*** Data to use ***
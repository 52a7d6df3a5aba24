use std::collections::{HashMap, HashSet};
use std::sync::atomic::{AtomicUsize, Ordering};
use std::sync::Arc;
use std::time::{Duration, Instant};

use async_channel::Receiver;
use parking_lot::Mutex;
use tokio::sync::mpsc::{self, UnboundedSender};
use tokio::task::JoinHandle;
use tokio_util::sync::CancellationToken;

use crate::config::ServiceManagerConfig;
use crate::error::{GridflowError, Result};
use crate::jobstore::{JobStore, JobStoreId};
use crate::services::starter::{ServiceStarter, StarterOutputs};
use crate::workflow::{ClientJob, ServiceJob, WorkflowState};

/// Schedules the services that client jobs depend on.
///
/// All bookkeeping lives in a background coordination loop; callers only
/// enqueue clients and poll the output queues:
/// - [`poll_service_to_launch`](Self::poll_service_to_launch): services the leader must dispatch
/// - [`poll_ready_client`](Self::poll_ready_client): clients whose services are all up
/// - [`poll_failed_client`](Self::poll_failed_client): clients with a service that failed to start
pub struct ServiceManager {
    job_store: Arc<dyn JobStore>,
    state: Arc<WorkflowState>,
    /// Clients scheduled and not yet handed back to the caller
    waiting_clients: Mutex<HashSet<JobStoreId>>,
    /// Clients plus services the manager is accounting for
    job_count: AtomicUsize,
    terminate: CancellationToken,
    clients_in: UnboundedSender<JobStoreId>,
    clients_out: Receiver<ClientJob>,
    failed_clients_out: Receiver<ClientJob>,
    services_out: Receiver<ServiceJob>,
    starter: Mutex<Option<ServiceStarter>>,
    handle: Mutex<Option<JoinHandle<Result<()>>>>,
}

impl ServiceManager {
    pub fn new(
        job_store: Arc<dyn JobStore>,
        state: Arc<WorkflowState>,
        config: ServiceManagerConfig,
    ) -> Self {
        tracing::debug!("Initializing service manager");
        let terminate = CancellationToken::new();
        let (clients_in, clients_in_rx) = mpsc::unbounded_channel();
        let (clients_out_tx, clients_out) = async_channel::unbounded();
        let (failed_out_tx, failed_clients_out) = async_channel::unbounded();
        let (services_out_tx, services_out) = async_channel::unbounded();

        let starter = ServiceStarter::new(
            job_store.clone(),
            state.clone(),
            config,
            terminate.clone(),
            clients_in_rx,
            StarterOutputs {
                clients_out: clients_out_tx,
                failed_clients_out: failed_out_tx,
                services_out: services_out_tx,
            },
        );

        Self {
            job_store,
            state,
            waiting_clients: Mutex::new(HashSet::new()),
            job_count: AtomicUsize::new(0),
            terminate,
            clients_in,
            clients_out,
            failed_clients_out,
            services_out,
            starter: Mutex::new(Some(starter)),
            handle: Mutex::new(None),
        }
    }

    /// Spawn the coordination loop. Must be called from within a tokio runtime.
    pub fn start(&self) -> Result<()> {
        let starter = self
            .starter
            .lock()
            .take()
            .ok_or_else(|| GridflowError::Internal("service manager already started".into()))?;
        *self.handle.lock() = Some(tokio::spawn(starter.run()));
        tracing::debug!("Service manager started");
        Ok(())
    }

    /// Schedule the services of a client job asynchronously.
    ///
    /// The client and its services must already be known to the workflow
    /// state. Safe to call from any thread.
    pub fn schedule_services(&self, client: &ClientJob) -> Result<()> {
        tracing::debug!(client_id = %client.id, "Service manager queueing client");
        self.state.issue_services(&client.id)?;
        self.waiting_clients.lock().insert(client.id.clone());
        self.job_count
            .fetch_add(client.service_count() + 1, Ordering::SeqCst);
        self.clients_in
            .send(client.id.clone())
            .map_err(|_| GridflowError::ServiceManagerDied)
    }

    /// True while the client's services are being started and the client has
    /// not yet been handed back through a poll call.
    pub fn service_startup_in_progress(&self, client_id: &str) -> bool {
        self.waiting_clients.lock().contains(client_id)
    }

    /// Number of clients and services the manager is currently responsible for.
    pub fn job_count(&self) -> usize {
        self.job_count.load(Ordering::SeqCst)
    }

    /// Wait up to `timeout` for a client whose services have all started.
    pub async fn poll_ready_client(&self, timeout: Duration) -> Option<ClientJob> {
        let client = tokio::time::timeout(timeout, self.clients_out.recv())
            .await
            .ok()?
            .ok()?;
        self.client_handed_back(&client);
        Some(client)
    }

    /// Wait up to `timeout` for a client with at least one service that failed to start.
    pub async fn poll_failed_client(&self, timeout: Duration) -> Option<ClientJob> {
        let client = tokio::time::timeout(timeout, self.failed_clients_out.recv())
            .await
            .ok()?
            .ok()?;
        self.client_handed_back(&client);
        Some(client)
    }

    /// Wait up to `timeout` for a service the caller must now dispatch.
    pub async fn poll_service_to_launch(&self, timeout: Duration) -> Option<ServiceJob> {
        let service = tokio::time::timeout(timeout, self.services_out.recv())
            .await
            .ok()?
            .ok()?;
        self.decrement_job_count();
        Some(service)
    }

    /// Tell services to stop by deleting their terminate markers.
    ///
    /// With `error` set the error markers are deleted first, so a service that
    /// has not started yet reports itself as failed.
    pub async fn kill_services(
        &self,
        services: &HashMap<JobStoreId, ServiceJob>,
        error: bool,
    ) -> Result<()> {
        for service in services.values() {
            if error {
                self.job_store.delete_file(&service.error_marker).await?;
            }
            self.job_store.delete_file(&service.terminate_marker).await?;
        }
        Ok(())
    }

    /// True if the service has not been told to terminate.
    pub async fn is_active(&self, service: &ServiceJob) -> Result<bool> {
        self.job_store.file_exists(&service.terminate_marker).await
    }

    /// True if the service has started and is still active.
    pub async fn is_running(&self, service: &ServiceJob) -> Result<bool> {
        let started = !self.job_store.file_exists(&service.start_marker).await?;
        Ok(started && self.is_active(service).await?)
    }

    /// Fail if the coordination loop is not running.
    pub fn health_check(&self) -> Result<()> {
        match self.handle.lock().as_ref() {
            Some(handle) if !handle.is_finished() => Ok(()),
            _ => Err(GridflowError::ServiceManagerDied),
        }
    }

    /// Stop the coordination loop, then kill every issued service with the
    /// error flag so no client waits on a service that will never resolve.
    pub async fn shutdown(&self) {
        tracing::debug!("Waiting for service manager to finish");
        let started = Instant::now();
        self.terminate.cancel();

        let handle = self.handle.lock().take();
        if let Some(handle) = handle {
            match handle.await {
                Ok(Ok(())) => {}
                Ok(Err(e)) => tracing::error!(error = %e, "Service manager loop failed"),
                Err(e) => tracing::error!(error = %e, "Service manager loop panicked"),
            }
        }

        for services in self.state.issued_services() {
            if let Err(e) = self.kill_services(&services, true).await {
                tracing::error!(error = %e, "Failed to kill services during shutdown");
            }
        }
        tracing::debug!(
            elapsed_ms = started.elapsed().as_millis() as u64,
            "Finished shutting down the service manager"
        );
    }

    fn client_handed_back(&self, client: &ClientJob) {
        self.waiting_clients.lock().remove(&client.id);
        self.decrement_job_count();
    }

    fn decrement_job_count(&self) {
        let _ = self
            .job_count
            .fetch_update(Ordering::SeqCst, Ordering::SeqCst, |n| n.checked_sub(1));
    }
}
*** End of Data to use ***
*What this task involves*. Set down all of the entries again, keeping every line exactly as it is.

*Answer to the problem*.
repository 52a7d6df3a5aba24
use std::collections::{HashMap, HashSet};
use std::sync::atomic::{AtomicUsize, Ordering};
use std::sync::Arc;
use std::time::{Duration, Instant};

use async_channel::Receiver;
use parking_lot::Mutex;
use tokio::sync::mpsc::{self, UnboundedSender};
use tokio::task::JoinHandle;
use tokio_util::sync::CancellationToken;

use crate::config::ServiceManagerConfig;
use crate::error::{GridflowError, Result};
use crate::jobstore::{JobStore, JobStoreId};
use crate::services::starter::{ServiceStarter, StarterOutputs};
use crate::workflow::{ClientJob, ServiceJob, WorkflowState};

/// Schedules the services that client jobs depend on.
///
/// All bookkeeping lives in a background coordination loop; callers only
/// enqueue clients and poll the output queues:
/// - [`poll_service_to_launch`](Self::poll_service_to_launch): services the leader must dispatch
/// - [`poll_ready_client`](Self::poll_ready_client): clients whose services are all up
/// - [`poll_failed_client`](Self::poll_failed_client): clients with a service that failed to start
pub struct ServiceManager {
    job_store: Arc<dyn JobStore>,
    state: Arc<WorkflowState>,
    /// Clients scheduled and not yet handed back to the caller
    waiting_clients: Mutex<HashSet<JobStoreId>>,
    /// Clients plus services the manager is accounting for
    job_count: AtomicUsize,
    terminate: CancellationToken,
    clients_in: UnboundedSender<JobStoreId>,
    clients_out: Receiver<ClientJob>,
    failed_clients_out: Receiver<ClientJob>,
    services_out: Receiver<ServiceJob>,
    starter: Mutex<Option<ServiceStarter>>,
    handle: Mutex<Option<JoinHandle<Result<()>>>>,
}

impl ServiceManager {
    pub fn new(
        job_store: Arc<dyn JobStore>,
        state: Arc<WorkflowState>,
        config: ServiceManagerConfig,
    ) -> Self {
        tracing::debug!("Initializing service manager");
        let terminate = CancellationToken::new();
        let (clients_in, clients_in_rx) = mpsc::unbounded_channel();
        let (clients_out_tx, clients_out) = async_channel::unbounded();
        let (failed_out_tx, failed_clients_out) = async_channel::unbounded();
        let (services_out_tx, services_out) = async_channel::unbounded();

        let starter = ServiceStarter::new(
            job_store.clone(),
            state.clone(),
            config,
            terminate.clone(),
            clients_in_rx,
            StarterOutputs {
                clients_out: clients_out_tx,
                failed_clients_out: failed_out_tx,
                services_out: services_out_tx,
            },
        );

        Self {
            job_store,
            state,
            waiting_clients: Mutex::new(HashSet::new()),
            job_count: AtomicUsize::new(0),
            terminate,
            clients_in,
            clients_out,
            failed_clients_out,
            services_out,
            starter: Mutex::new(Some(starter)),
            handle: Mutex::new(None),
        }
    }

    /// Spawn the coordination loop. Must be called from within a tokio runtime.
    pub fn start(&self) -> Result<()> {
        let starter = self
            .starter
            .lock()
            .take()
            .ok_or_else(|| GridflowError::Internal("service manager already started".into()))?;
        *self.handle.lock() = Some(tokio::spawn(starter.run()));
        tracing::debug!("Service manager started");
        Ok(())
    }

    /// Schedule the services of a client job asynchronously.
    ///
    /// The client and its services must already be known to the workflow
    /// state. Safe to call from any thread.
    pub fn schedule_services(&self, client: &ClientJob) -> Result<()> {
        tracing::debug!(client_id = %client.id, "Service manager queueing client");
        self.state.issue_services(&client.id)?;
        self.waiting_clients.lock().insert(client.id.clone());
        self.job_count
            .fetch_add(client.service_count() + 1, Ordering::SeqCst);
        self.clients_in
            .send(client.id.clone())
            .map_err(|_| GridflowError::ServiceManagerDied)
    }

    /// True while the client's services are being started and the client has
    /// not yet been handed back through a poll call.
    pub fn service_startup_in_progress(&self, client_id: &str) -> bool {
        self.waiting_clients.lock().contains(client_id)
    }

    /// Number of clients and services the manager is currently responsible for.
    pub fn job_count(&self) -> usize {
        self.job_count.load(Ordering::SeqCst)
    }

    /// Wait up to `timeout` for a client whose services have all started.
    pub async fn poll_ready_client(&self, timeout: Duration) -> Option<ClientJob> {
        let client = tokio::time::timeout(timeout, self.clients_out.recv())
            .await
            .ok()?
            .ok()?;
        self.client_handed_back(&client);
        Some(client)
    }

    /// Wait up to `timeout` for a client with at least one service that failed to start.
    pub async fn poll_failed_client(&self, timeout: Duration) -> Option<ClientJob> {
        let client = tokio::time::timeout(timeout, self.failed_clients_out.recv())
            .await
            .ok()?
            .ok()?;
        self.client_handed_back(&client);
        Some(client)
    }

    /// Wait up to `timeout` for a service the caller must now dispatch.
    pub async fn poll_service_to_launch(&self, timeout: Duration) -> Option<ServiceJob> {
        let service = tokio::time::timeout(timeout, self.services_out.recv())
            .await
            .ok()?
            .ok()?;
        self.decrement_job_count();
        Some(service)
    }

    /// Tell services to stop by deleting their terminate markers.
    ///
    /// With `error` set the error markers are deleted first, so a service that
    /// has not started yet reports itself as failed.
    pub async fn kill_services(
        &self,
        services: &HashMap<JobStoreId, ServiceJob>,
        error: bool,
    ) -> Result<()> {
        for service in services.values() {
            if error {
                self.job_store.delete_file(&service.error_marker).await?;
            }
            self.job_store.delete_file(&service.terminate_marker).await?;
        }
        Ok(())
    }

    /// True if the service has not been told to terminate.
    pub async fn is_active(&self, service: &ServiceJob) -> Result<bool> {
        self.job_store.file_exists(&service.terminate_marker).await
    }

    /// True if the service has started and is still active.
    pub async fn is_running(&self, service: &ServiceJob) -> Result<bool> {
        let started = !self.job_store.file_exists(&service.start_marker).await?;
        Ok(started && self.is_active(service).await?)
    }

    /// Fail if the coordination loop is not running.
    pub fn health_check(&self) -> Result<()> {
        match self.handle.lock().as_ref() {
            Some(handle) if !handle.is_finished() => Ok(()),
            _ => Err(GridflowError::ServiceManagerDied),
        }
    }

    /// Stop the coordination loop, then kill every issued service with the
    /// error flag so no client waits on a service that will never resolve.
    pub async fn shutdown(&self) {
        tracing::debug!("Waiting for service manager to finish");
        let started = Instant::now();
        self.terminate.cancel();

        let handle = self.handle.lock().take();
        if let Some(handle) = handle {
            match handle.await {
                Ok(Ok(())) => {}
                Ok(Err(e)) => tracing::error!(error = %e, "Service manager loop failed"),
                Err(e) => tracing::error!(error = %e, "Service manager loop panicked"),
            }
        }

        for services in self.state.issued_services() {
            if let Err(e) = self.kill_services(&services, true).await {
                tracing::error!(error = %e, "Failed to kill services during shutdown");
            }
        }
        tracing::debug!(
            elapsed_ms = started.elapsed().as_millis() as u64,
            "Finished shutting down the service manager"
        );
    }

    fn client_handed_back(&self, client: &ClientJob) {
        self.waiting_clients.lock().remove(&client.id);
        self.decrement_job_count();
    }

    fn decrement_job_count(&self) {
        let _ = self
            .job_count
            .fetch_update(Ordering::SeqCst, Ordering::SeqCst, |n| n.checked_sub(1));
    }
}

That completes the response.